Sous des aspects très classiques (triangle amoureux, film social et j'en passe), Le premier venu est sans doute le film le plus insaisissable de l'année. Ça commence par cette course-poursuite immobile entre une très jeune femme et le type qui lui a pris (c'est le mot qui convient) sa virginité. Elle l'avait choisi au hasard et persiste à s'accrocher à lui, parce que ce qu'elle lui a donné, indépendamment de la beauté du moment, crée entre eux un lien indéfectible. Entre en piste un jeune flic sans doute un peu amoureux de cette fille, qui va se mêler de ce qui ne le regarde pas. C'est en tout cas le début, puisque cette aventure doillonesque a ceci de fascinant qu'elle fait évoluer sans cesse les personnages et les évènements. On a rarement vu quelque chose d'aussi inconfortable, tant il faut réévaluer et réanalyser chaque partie du tout et le tout lui-même à chaque seconde.
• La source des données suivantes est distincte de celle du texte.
//! Harness Errors
//!
//! Every variant is fatal: the run stops at the first one.

use mpiparity_logic::{ExtractionError, MismatchError};
use std::path::PathBuf;
use std::process::ExitStatus;
use std::time::Duration;
use thiserror::Error;

/// A fatal harness failure
#[derive(Debug, Error)]
pub enum HarnessError {
    /// The solver binary does not exist; nothing was spawned
    #[error("Executable '{}' not found. Build the solver first.", path.display())]
    MissingExecutable {
        /// Path that was checked
        path: PathBuf,
    },

    /// A resolved setting violates its constraints
    #[error("{0}")]
    InvalidConfig(String),

    /// `mpiparity.toml` could not be read or parsed
    #[error("Failed to load config file {}: {message}", path.display())]
    ConfigFile {
        /// Config file location
        path: PathBuf,
        /// Read or parse error
        message: String,
    },

    /// The launcher could not be started or waited on
    #[error("Failed to spawn `{command}`: {source}")]
    SpawnFailed {
        /// Command line that was attempted
        command: String,
        /// Underlying I/O error
        #[source]
        source: std::io::Error,
    },

    /// The launcher exited non-zero
    #[error("[np={process_count}] Command failed with {status}")]
    CommandFailed {
        /// Process count of the case
        process_count: u32,
        /// Exit status
        status: ExitStatus,
        /// Captured stdout
        stdout: String,
        /// Captured stderr
        stderr: String,
    },

    /// The case exceeded its wall-clock limit and was terminated
    #[error("[np={process_count}] Command timed out after {:.1}s", elapsed.as_secs_f64())]
    Timeout {
        /// Process count of the case
        process_count: u32,
        /// Time until the child was terminated
        elapsed: Duration,
    },

    /// An energy could not be read from the output
    #[error("[np={process_count}] {source}")]
    Extraction {
        /// Process count of the case
        process_count: u32,
        /// What went wrong
        #[source]
        source: ExtractionError,
    },

    /// An energy is outside tolerance
    #[error(transparent)]
    Mismatch(#[from] MismatchError),
}

impl HarnessError {
    /// Failure category used in diagnostics and reports
    pub fn kind(&self) -> &'static str {
        match self {
            HarnessError::MissingExecutable { .. }
            | HarnessError::InvalidConfig(_)
            | HarnessError::ConfigFile { .. } => "configuration",
            HarnessError::SpawnFailed { .. }
            | HarnessError::CommandFailed { .. }
            | HarnessError::Timeout { .. } => "invocation",
            HarnessError::Extraction { .. } => "extraction",
            HarnessError::Mismatch(_) => "mismatch",
        }
    }

    /// Process count of the case that failed, when the failure belongs to one
    pub fn process_count(&self) -> Option<u32> {
        match self {
            HarnessError::CommandFailed { process_count, .. }
            | HarnessError::Timeout { process_count, .. }
            | HarnessError::Extraction { process_count, .. } => Some(*process_count),
            HarnessError::Mismatch(m) => Some(m.process_count),
            _ => None,
        }
    }
}

/// Result alias for harness operations
pub type Result<T> = std::result::Result<T, HarnessError>;

#[cfg(test)]
mod tests {
    use super::*;
    use mpiparity_logic::EnergyField;

    #[test]
    fn test_kinds() {
        let missing = HarnessError::MissingExecutable {
            path: PathBuf::from("./ccsd_code"),
        };
        assert_eq!(missing.kind(), "configuration");
        assert_eq!(missing.process_count(), None);
        assert!(missing.to_string().contains("./ccsd_code"));

        let mismatch = HarnessError::from(MismatchError {
            process_count: 4,
            field: EnergyField::Total,
            observed: -2.8625982,
            expected: -2.862598243,
            tolerance: 1e-9,
        });
        assert_eq!(mismatch.kind(), "mismatch");
        assert_eq!(mismatch.process_count(), Some(4));

        let timeout = HarnessError::Timeout {
            process_count: 8,
            elapsed: Duration::from_secs(3),
        };
        assert_eq!(timeout.kind(), "invocation");
        assert_eq!(timeout.to_string(), "[np=8] Command timed out after 3.0s");
    }
}
#![warn(missing_docs)]
//! mpiparity Logic - Extraction and Tolerance Verification
//!
//! Turns raw solver output into energies and decides whether they match the
//! reference. Everything here is pure: no processes, no I/O.

mod extraction;
mod reference;
mod verification;

pub use extraction::{
    DEFAULT_CORRELATION_LABEL, DEFAULT_TOTAL_LABEL, DuplicatePolicy, EnergySource,
    ExtractionError, LabeledEnergyExtractor, LabeledValue,
};
pub use reference::{Energies, EnergyField, ReferenceValues};
pub use verification::{
    EnergyCheck, MismatchError, Verdict, case_verdict, check_energy, first_mismatch,
    verify_energies, within_tolerance,
};
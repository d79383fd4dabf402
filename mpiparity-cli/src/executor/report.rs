//! Report Building
//!
//! Turns finished cases (and the failure that stopped the run, if any) into a
//! serializable [`Report`].

use super::execution::CaseResult;
use super::metadata::build_report_meta;
use crate::config::RunConfiguration;
use crate::error::HarnessError;
use mpiparity_logic::ReferenceValues;
use mpiparity_report::{CaseReport, FailureInfo, Report, ReportSummary};

/// Report entry for one case; the raw solver output is not carried over
pub fn build_case_report(case: &CaseResult) -> CaseReport {
    CaseReport {
        process_count: case.process_count,
        command: case.command.clone(),
        exit_code: case.exit_code,
        duration_ms: case.duration.as_secs_f64() * 1000.0,
        correlation_energy: case.energies.correlation,
        total_energy: case.energies.total,
        checks: case.checks.clone(),
        verdict: case.verdict,
    }
}

/// Failure section of the summary
pub fn build_failure_info(error: &HarnessError) -> FailureInfo {
    FailureInfo {
        kind: error.kind().to_string(),
        process_count: error.process_count(),
        message: error.to_string(),
    }
}

/// Build a complete Report
pub fn build_report(
    config: &RunConfiguration,
    reference: ReferenceValues,
    cases: Vec<CaseReport>,
    failure: Option<&HarnessError>,
    total_duration_ms: f64,
) -> Report {
    let summary = ReportSummary::from_cases(
        config.process_counts.len(),
        &cases,
        failure.map(build_failure_info),
        total_duration_ms,
    );

    Report {
        meta: build_report_meta(config, reference),
        cases,
        summary,
    }
}

#[cfg(test)]
mod tests {
    use super::*;
    use mpiparity_logic::{Energies, EnergyField, MismatchError, Verdict, verify_energies};
    use mpiparity_report::RunStatus;
    use std::time::Duration;

    fn case(process_count: u32, total: f64) -> CaseResult {
        let energies = Energies {
            correlation: -0.008225832259,
            total,
        };
        let checks = verify_energies(&energies, &ReferenceValues::CCSD, 1e-9);
        CaseResult {
            process_count,
            command: vec!["mpirun".to_string()],
            output: "E(CCSD) = ...".to_string(),
            exit_code: Some(0),
            energies,
            verdict: mpiparity_logic::case_verdict(&checks),
            checks,
            duration: Duration::from_millis(250),
        }
    }

    #[test]
    fn test_case_report_fields() {
        let report = build_case_report(&case(2, -2.862598243));
        assert_eq!(report.process_count, 2);
        assert_eq!(report.verdict, Verdict::Pass);
        assert_eq!(report.checks.len(), 2);
        assert!((report.duration_ms - 250.0).abs() < 1e-9);
    }

    #[test]
    fn test_passing_report() {
        let mut config = RunConfiguration::new("./ccsd_code", "mpirun");
        config.process_counts = vec![2, 4];
        let cases = vec![
            build_case_report(&case(2, -2.862598243)),
            build_case_report(&case(4, -2.862598243)),
        ];
        let report = build_report(&config, ReferenceValues::CCSD, cases, None, 500.0);
        assert!(report.passed());
        assert_eq!(report.meta.config.process_counts, vec![2, 4]);
        assert_eq!(report.meta.config.reference, ReferenceValues::CCSD);
    }

    #[test]
    fn test_aborted_report_names_failure() {
        let config = RunConfiguration::new("./ccsd_code", "mpirun");
        let cases = vec![
            build_case_report(&case(2, -2.862598243)),
            build_case_report(&case(4, -2.8625982)),
        ];
        let error = HarnessError::from(MismatchError {
            process_count: 4,
            field: EnergyField::Total,
            observed: -2.8625982,
            expected: -2.862598243,
            tolerance: 1e-9,
        });
        let report = build_report(&config, ReferenceValues::CCSD, cases, Some(&error), 500.0);

        assert_eq!(report.summary.status, RunStatus::Aborted);
        assert_eq!(report.summary.passed, 1);
        assert_eq!(report.summary.requested, 3);
        let failure = report.summary.failure.unwrap();
        assert_eq!(failure.kind, "mismatch");
        assert_eq!(failure.process_count, Some(4));
    }
}
//! Wire encoding: one `data: <json>\n\n` block per event

use bytes::{BufMut, Bytes, BytesMut};
use serde_json::{json, Value};
use tracing::warn;

use super::events::ExecutionEvent;

const DATA_PREFIX: &[u8] = b"data: ";
const FRAME_END: &[u8] = b"\n\n";

/// Serializes execution events into self-delimited text blocks
#[derive(Debug, Default, Clone, Copy)]
pub struct StreamEncoder;

impl StreamEncoder {
    pub fn new() -> Self {
        Self
    }

    /// Encode one event. Never fails: payloads that don't serialize are
    /// replaced by their string representation.
    pub fn encode(&self, event: &ExecutionEvent) -> Bytes {
        let payload = match serde_json::to_string(event) {
            Ok(json) => json,
            Err(e) => {
                warn!(
                    kind = event.kind(),
                    error = %e,
                    "Event not serializable, sending text fallback"
                );
                fallback_payload(event).to_string()
            }
        };
        frame(payload.as_bytes())
    }
}

fn frame(payload: &[u8]) -> Bytes {
    let mut buf = BytesMut::with_capacity(DATA_PREFIX.len() + payload.len() + FRAME_END.len());
    buf.put_slice(DATA_PREFIX);
    buf.put_slice(payload);
    buf.put_slice(FRAME_END);
    buf.freeze()
}

/// Same wire shape with every free-form value flattened to text
fn fallback_payload(event: &ExecutionEvent) -> Value {
    match event {
        ExecutionEvent::ToolCallRequested {
            step,
            tool_name,
            tool_input,
            tool_call_id,
        } => json!({
            "type": event.kind(),
            "step": step,
            "tool_name": tool_name,
            "tool_input": tool_input.to_string(),
            "tool_id": tool_call_id,
        }),
        ExecutionEvent::ToolCallCompleted {
            step,
            tool_name,
            output,
            tool_call_id,
        } => json!({
            "type": event.kind(),
            "step": step,
            "tool_name": tool_name,
            "output": output,
            "tool_call_id": tool_call_id,
        }),
        ExecutionEvent::GenerationToken { node, text } => json!({
            "type": event.kind(),
            "node": node,
            "token": text,
        }),
    }
}
/// Default system prompt for the call-centre agent
pub const SYSTEM_PROMPT: &str = r#"You are an expert call center agent trained to
answer customer queries accurately and efficiently.
Most of the queries are related to subsidies,
eligibility criteria, application processes, and
troubleshooting common issues. The user base is japanese-speaking,
so please always respond in Japanese. If the question is unclear,
ask for clarification before answering.
---
You have access to *search_knowledgebase* tool to find relevant information. *ALWAYS USE THE TOOL* to provide accurate answers except for normal conversation.
---
## Citation Guidelines
When providing information retrieved from the knowledge base, always include citations in the following format:[Source: Filename, Page Numbers]
"#;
La Camille en question est-elle simplement une fille paumée en quête d'un grand amour, une désespérée s'accrochant à n'importe qui pour se donner l'air d'exister, ou autre chose encore ? Et ce fameux "premier venu", du nom de Costa, n'est-il qu'un minable et une petite tête, ou a-t-il autre chose à offrir ? Le premier venu est une question gigantesque, qui déroule avec grâce des scènes d'une beauté limpide et casse le rythme en insérant l'air de rien quelques micro-fissures issues de l'univers du film noir. Sur le moment, c'est perturbant ; avec un peu de recul, c'est relativement salvateur.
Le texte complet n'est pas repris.